Strong quantum effects in an almost classical antiferromagnet on a kagome lattice

TL;DR

This paper shows that flat spin-excitation modes in nearly classical antiferromagnets can cause strong quantum effects, leading to significant damping of excitations even at large spin values, as demonstrated in iron-jarosite.

Contribution

It reveals that flat excitation branches can induce strong quantum effects in systems traditionally considered classical, supported by analysis of iron-jarosite.

Findings

Flat modes cause strong quantum effects in classical-like antiferromagnets.

Quantum damping remains significant even at large spin values.

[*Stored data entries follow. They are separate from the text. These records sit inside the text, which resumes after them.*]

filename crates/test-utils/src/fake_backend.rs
use std::collections::HashMap;
use std::future::Future;
use std::pin::Pin;
use std::sync::atomic::{AtomicUsize, Ordering};
use std::sync::Mutex;
use std::time::Duration;

use tokio::sync::watch;

use codeloom::dag::subtask::DraftSubtask;
use codeloom::decompose::Decomposer;
use codeloom::exec::backend::{
    Backend, BackendError, BackendErrorKind, BackendRequest, BackendResponse,
};
use codeloom::progress::ProgressSink;
use codeloom::snippets::{Snippet, SnippetLookup};

/// Scripted behaviour for one subtask id.
#[derive(Clone)]
pub enum Reply {
    /// Succeed with this text.
    Ok(String),
    /// Fail every attempt with this error.
    Fail(BackendErrorKind, String),
    /// Rate-limit the first `times` attempts, then succeed with the text.
    RateLimitedTimes { times: usize, then: String },
    /// Never resolve. The caller's deadline or cancel flag has to end it.
    Hang,
}

enum Effective {
    Ok(String),
    Err(BackendErrorKind, String),
    Hang,
}

/// A fake backend that:
/// - records invocation order, prompts and peak concurrency
/// - returns scripted replies per subtask id (default: a generic success).
pub struct FakeBackend {
    id: String,
    delay: Duration,
    replies: Mutex<HashMap<String, Reply>>,
    calls: Mutex<Vec<String>>,
    prompts: Mutex<HashMap<String, String>>,
    active: AtomicUsize,
    max_active: AtomicUsize,
}

impl FakeBackend {
    pub fn new(id: &str) -> Self {
        Self {
            id: id.to_string(),
            delay: Duration::ZERO,
            replies: Mutex::new(HashMap::new()),
            calls: Mutex::new(Vec::new()),
            prompts: Mutex::new(HashMap::new()),
            active: AtomicUsize::new(0),
            max_active: AtomicUsize::new(0),
        }
    }

    /// Hold every call for this long before replying. Lets tests observe
    /// overlapping dispatches.
    pub fn with_delay(mut self, delay: Duration) -> Self {
        self.delay = delay;
        self
    }

    pub fn script(&self, subtask_id: &str, reply: Reply) {
        let mut replies = self.replies.lock().unwrap();
        replies.insert(subtask_id.to_string(), reply);
    }

    pub fn ok(&self, subtask_id: &str, text: &str) {
        self.script(subtask_id, Reply::Ok(text.to_string()));
    }

    pub fn fail(&self, subtask_id: &str, kind: BackendErrorKind, message: &str) {
        self.script(subtask_id, Reply::Fail(kind, message.to_string()));
    }

    pub fn rate_limited_times(&self, subtask_id: &str, times: usize, then: &str) {
        self.script(
            subtask_id,
            Reply::RateLimitedTimes {
                times,
                then: then.to_string(),
            },
        );
    }

    pub fn hang(&self, subtask_id: &str) {
        self.script(subtask_id, Reply::Hang);
    }

    /// Invocation starts, in order, retries included.
    pub fn calls(&self) -> Vec<String> {
        self.calls.lock().unwrap().clone()
    }

    pub fn call_count(&self, subtask_id: &str) -> usize {
        self.calls
            .lock()
            .unwrap()
            .iter()
            .filter(|id| id.as_str() == subtask_id)
            .count()
    }

    /// Peak number of simultaneously in-flight invocations.
    pub fn max_concurrent(&self) -> usize {
        self.max_active.load(Ordering::SeqCst)
    }

    /// The prompt from the most recent invocation for this subtask.
    pub fn prompt_for(&self, subtask_id: &str) -> Option<String> {
        self.prompts.lock().unwrap().get(subtask_id).cloned()
    }

    fn record_start(&self, request: &BackendRequest) {
        self.calls.lock().unwrap().push(request.subtask_id.clone());
        self.prompts
            .lock()
            .unwrap()
            .insert(request.subtask_id.clone(), request.prompt.clone());
        let current = self.active.fetch_add(1, Ordering::SeqCst) + 1;
        self.max_active.fetch_max(current, Ordering::SeqCst);
    }

    fn effective_reply(&self, subtask_id: &str) -> Effective {
        let mut replies = self.replies.lock().unwrap();
        match replies.get_mut(subtask_id) {
            Some(Reply::Ok(text)) => Effective::Ok(text.clone()),
            Some(Reply::Fail(kind, message)) => Effective::Err(*kind, message.clone()),
            Some(Reply::RateLimitedTimes { times, then }) => {
                if *times == 0 {
                    Effective::Ok(then.clone())
                } else {
                    *times -= 1;
                    Effective::Err(BackendErrorKind::RateLimited, "quota exceeded".to_string())
                }
            }
            Some(Reply::Hang) => Effective::Hang,
            None => Effective::Ok(default_output(subtask_id)),
        }
    }
}

struct ActiveGuard<'a> {
    backend: &'a FakeBackend,
}

impl Drop for ActiveGuard<'_> {
    fn drop(&mut self) {
        self.backend.active.fetch_sub(1, Ordering::SeqCst);
    }
}

impl Backend for FakeBackend {
    fn id(&self) -> &str {
        &self.id
    }

    fn invoke(
        &self,
        request: BackendRequest,
        _cancel: watch::Receiver<bool>,
    ) -> Pin<Box<dyn Future<Output = Result<BackendResponse, BackendError>> + Send + '_>> {
        Box::pin(async move {
            self.record_start(&request);
            let _guard = ActiveGuard { backend: self };
            let outcome = self.effective_reply(&request.subtask_id);

            if self.delay > Duration::ZERO {
                tokio::time::sleep(self.delay).await;
            }

            match outcome {
                Effective::Ok(text) => Ok(BackendResponse {
                    text,
                    usage: Some(10),
                }),
                Effective::Err(kind, message) => Err(BackendError::new(kind, message)),
                Effective::Hang => {
                    std::future::pending::<()>().await;
                    unreachable!("pending future resolved")
                }
            }
        })
    }
}

/// Default output for unscripted subtasks. Long enough and plain enough to
/// pass merge validation for unclassified kinds.
fn default_output(subtask_id: &str) -> String {
    format!("generated output for {subtask_id}")
}

/// Scripted decomposition result.
pub enum DecomposeScript {
    Drafts(Vec<DraftSubtask>),
    Empty,
    Fails(String),
}

/// A decomposer that replies from a script and counts invocations.
pub struct FakeDecomposer {
    script: DecomposeScript,
    calls: AtomicUsize,
}

impl FakeDecomposer {
    pub fn new(script: DecomposeScript) -> Self {
        Self {
            script,
            calls: AtomicUsize::new(0),
        }
    }

    pub fn drafts(drafts: Vec<DraftSubtask>) -> Self {
        Self::new(DecomposeScript::Drafts(drafts))
    }

    pub fn call_count(&self) -> usize {
        self.calls.load(Ordering::SeqCst)
    }
}

impl Decomposer for FakeDecomposer {
    fn decompose(
        &self,
        _task_text: String,
        _cancel: watch::Receiver<bool>,
    ) -> Pin<Box<dyn Future<Output = anyhow::Result<Vec<DraftSubtask>>> + Send + '_>> {
        self.calls.fetch_add(1, Ordering::SeqCst);
        let result = match &self.script {
            DecomposeScript::Drafts(drafts) => Ok(drafts.clone()),
            DecomposeScript::Empty => Ok(Vec::new()),
            DecomposeScript::Fails(message) => Err(anyhow::anyhow!("{message}")),
        };
        Box::pin(async move { result })
    }
}

/// One recorded progress notification.
#[derive(Debug, Clone, PartialEq, Eq)]
pub enum SinkEvent {
    Progress(String, u8),
    Complete(String, String),
    Fail(String, String),
}

/// A progress sink that records every notification.
#[derive(Default)]
pub struct CollectingSink {
    events: Mutex<Vec<SinkEvent>>,
}

impl CollectingSink {
    pub fn new() -> Self {
        Self::default()
    }

    pub fn events(&self) -> Vec<SinkEvent> {
        self.events.lock().unwrap().clone()
    }

    pub fn completed_ids(&self) -> Vec<String> {
        self.events()
            .into_iter()
            .filter_map(|e| match e {
                SinkEvent::Complete(id, _) => Some(id),
                _ => None,
            })
            .collect()
    }

    pub fn failed_ids(&self) -> Vec<String> {
        self.events()
            .into_iter()
            .filter_map(|e| match e {
                SinkEvent::Fail(id, _) => Some(id),
                _ => None,
            })
            .collect()
    }
}

impl ProgressSink for CollectingSink {
    fn on_progress(&self, subtask_id: &str, percent: u8) {
        self.events
            .lock()
            .unwrap()
            .push(SinkEvent::Progress(subtask_id.to_string(), percent));
    }

    fn on_complete(&self, subtask_id: &str, output: &str) {
        self.events
            .lock()
            .unwrap()
            .push(SinkEvent::Complete(subtask_id.to_string(), output.to_string()));
    }

    fn on_fail(&self, subtask_id: &str, reason: &str) {
        self.events
            .lock()
            .unwrap()
            .push(SinkEvent::Fail(subtask_id.to_string(), reason.to_string()));
    }
}

/// A snippet lookup that serves a fixed list and records queries.
pub struct StaticSnippets {
    snippets: Vec<Snippet>,
    queries: Mutex<Vec<String>>,
}

impl StaticSnippets {
    pub fn new(snippets: Vec<Snippet>) -> Self {
        Self {
            snippets,
            queries: Mutex::new(Vec::new()),
        }
    }

    pub fn queries(&self) -> Vec<String> {
        self.queries.lock().unwrap().clone()
    }
}

impl SnippetLookup for StaticSnippets {
    fn lookup(
        &self,
        query: String,
        limit: usize,
    ) -> Pin<Box<dyn Future<Output = Vec<Snippet>> + Send + '_>> {
        self.queries.lock().unwrap().push(query);
        let snippets: Vec<Snippet> = self.snippets.iter().take(limit).cloned().collect();
        Box::pin(async move { snippets })
    }
}
// src/progress.rs

//! Fire-and-forget progress notifications.
//!
//! The engine reports per-subtask lifecycle through an optional
//! [`ProgressSink`]. Calls are advisory only: the engine never waits on a sink
//! and scheduling is unaffected by anything the sink does. Implementations
//! must return quickly; anything slow (UI updates, network) belongs behind an
//! internal queue.

/// Observer for subtask lifecycle. All methods default to no-ops so an
/// implementation only overrides what it cares about.
pub trait ProgressSink: Send + Sync {
    /// A subtask was handed to its backend. `percent` is overall run
    /// completion at that moment, 0..=100.
    fn on_progress(&self, _subtask_id: &str, _percent: u8) {}

    /// A subtask finished successfully with the given output.
    fn on_complete(&self, _subtask_id: &str, _output: &str) {}

    /// A subtask reached Failed, including subtasks never dispatched because
    /// a dependency failed.
    fn on_fail(&self, _subtask_id: &str, _reason: &str) {}
}
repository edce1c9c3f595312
pub mod builders;
pub mod fake_backend;

use std::sync::Once;
use tracing_subscriber::{fmt, EnvFilter};

static INIT: Once = Once::new();

/// Initialise tracing for tests.
///
/// - Uses `with_test_writer()`, so logs are captured per-test.
/// - The Rust test harness only prints captured output for **failing** tests
///   (unless you run with `-- --nocapture`).
///
/// Enable levels with e.g.:
/// `RUST_LOG=debug cargo test`
pub fn init_tracing() {
    INIT.call_once(|| {
        let filter =
            EnvFilter::try_from_default_env().unwrap_or_else(|_| EnvFilter::new("info"));

        fmt()
            .with_env_filter(filter)
            .with_test_writer() // print only for failing tests unless --nocapture
            .with_target(true)
            .init();
    });
}

/// Run a future with a 5-second timeout.
#[allow(dead_code)]
pub async fn with_timeout<F, T>(f: F) -> T
where
    F: std::future::Future<Output = T>,
{
    tokio::time::timeout(std::time::Duration::from_secs(5), f)
        .await
        .expect("Test timed out after 5 seconds")
}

Spectral features resemble quasiparticle breakdown in quantum systems.

Abstract

Two ubiquitous features of frustrated spin systems stand out: massive degeneracy of their ground states and flat, or dispersionless, excitation branches. In real materials, the former is frequently lifted by secondary interactions or quantum fluctuations, in favor of an ordered or spin-liquid state, but the latter often survive. We demonstrate that flat modes may precipitate remarkably strong quantum effects even in the systems that are otherwise written off as almost entirely classical. The resultant spectral features should be reminiscent of the quasiparticle breakdown in quantum systems, only here the effect is strongly amplified by the flatness of spin-excitation branches, leading to the damping that is not vanishingly small even at $S\!\gg\!1$. We provide a theoretical analysis of excitation spectrum of the $S=5/2$ iron-jarosite to illustrate our findings and to suggest further studies of this and other frustrated spin systems.